■ DIRECTIONS:
When you find the line with "for color in" among the records below, reproduce it and each line after it exactly, ending with the line with "JSON axis description.".

━━━━━━━━━━

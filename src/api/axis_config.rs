use serde::{Deserialize, Serialize};

use crate::error::{ChartError, ChartResult};
use crate::render::{Color, FontDescriptor};

/// Category axis of a radar chart: one label per spoke.
///
/// This type is serializable so host applications can persist/load axis
/// styling without inventing their own ad-hoc format.
#[derive(Debug, Clone, PartialEq, Serialize, Deserialize)]
#[serde(default)]
pub struct RadarAxisConfig {
    /// Label per category; `None` entries leave their spoke unlabeled.
    pub labels: Vec<Option<String>>,
    pub enabled: bool,
    pub draw_labels_enabled: bool,
    pub label_font: FontDescriptor,
    pub label_text_color: Color,
    /// Per-label colors, honored only when parallel to `labels`.
    pub label_text_colors: Vec<Color>,
    /// Nominal label box size; the width drives the gap between web and label.
    pub label_width: f64,
    pub label_height: f64,
}

impl Default for RadarAxisConfig {
    fn default() -> Self {
        Self {
            labels: Vec::new(),
            enabled: true,
            draw_labels_enabled: true,
            label_font: FontDescriptor::default(),
            label_text_color: Color::BLACK,
            label_text_colors: Vec::new(),
            label_width: 20.0,
            label_height: 10.0,
        }
    }
}

impl RadarAxisConfig {
    #[must_use]
    pub fn new<I, L>(labels: I) -> Self
    where
        I: IntoIterator<Item = L>,
        L: Into<String>,
    {
        Self {
            labels: labels.into_iter().map(|label| Some(label.into())).collect(),
            ..Self::default()
        }
    }

    #[must_use]
    pub fn with_optional_labels(mut self, labels: Vec<Option<String>>) -> Self {
        self.labels = labels;
        self
    }

    #[must_use]
    pub fn with_enabled(mut self, enabled: bool) -> Self {
        self.enabled = enabled;
        self
    }

    #[must_use]
    pub fn with_draw_labels(mut self, draw_labels_enabled: bool) -> Self {
        self.draw_labels_enabled = draw_labels_enabled;
        self
    }

    #[must_use]
    pub fn with_font(mut self, font: FontDescriptor) -> Self {
        self.label_font = font;
        self
    }

    #[must_use]
    pub fn with_text_color(mut self, color: Color) -> Self {
        self.label_text_color = color;
        self
    }

    #[must_use]
    pub fn with_text_colors(mut self, colors: Vec<Color>) -> Self {
        self.label_text_colors = colors;
        self
    }

    #[must_use]
    pub fn with_label_size(mut self, width: f64, height: f64) -> Self {
        self.label_width = width;
        self.label_height = height;
        self
    }

    /// Color for the label at `index`.
    ///
    /// Falls back to `label_text_color` unless there is exactly one color per
    /// label.
    #[must_use]
    pub fn text_color_at(&self, index: usize) -> Color {
        if self.has_per_label_colors() {
            self.label_text_colors
                .get(index)
                .copied()
                .unwrap_or(self.label_text_color)
        } else {
            self.label_text_color
        }
    }

    #[must_use]
    pub fn has_per_label_colors(&self) -> bool {
        self.label_text_colors.len() == self.labels.len()
    }

    pub fn validate(&self) -> ChartResult<()> {
        self.label_font
            .validate()
            .map_err(|err| ChartError::InvalidConfig(format!("label font: {err}")))?;
        for color in std::iter::once(&self.label_text_color).chain(&self.label_text_colors) {
            color
                .validate()
                .map_err(|err| ChartError::InvalidConfig(format!("label color: {err}")))?;
        }
        for (name, value) in [
            ("label_width", self.label_width),
            ("label_height", self.label_height),
        ] {
            if !value.is_finite() || value < 0.0 {
                return Err(ChartError::InvalidConfig(format!(
                    "`{name}` must be finite and >= 0"
                )));
            }
        }
        Ok(())
    }

    /// Parses and validates a JSON axis description.
    pub fn from_json_str(input: &str) -> ChartResult<Self> {
        let config: Self = serde_json::from_str(input)
            .map_err(|err| ChartError::InvalidConfig(format!("failed to parse axis config: {err}")))?;
        config.validate()?;
        Ok(config)
    }

    pub fn to_json_pretty(&self) -> ChartResult<String> {
        serde_json::to_string_pretty(self).map_err(|err| {
            ChartError::InvalidConfig(format!("failed to serialize axis config: {err}"))
        })
    }
}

━━━━━━━━━━

■ EXERCISE RESULT:
        for color in std::iter::once(&self.label_text_color).chain(&self.label_text_colors) {
            color
                .validate()
                .map_err(|err| ChartError::InvalidConfig(format!("label color: {err}")))?;
        }
        for (name, value) in [
            ("label_width", self.label_width),
            ("label_height", self.label_height),
        ] {
            if !value.is_finite() || value < 0.0 {
                return Err(ChartError::InvalidConfig(format!(
                    "`{name}` must be finite and >= 0"
                )));
            }
        }
        Ok(())
    }

    /// Parses and validates a JSON axis description.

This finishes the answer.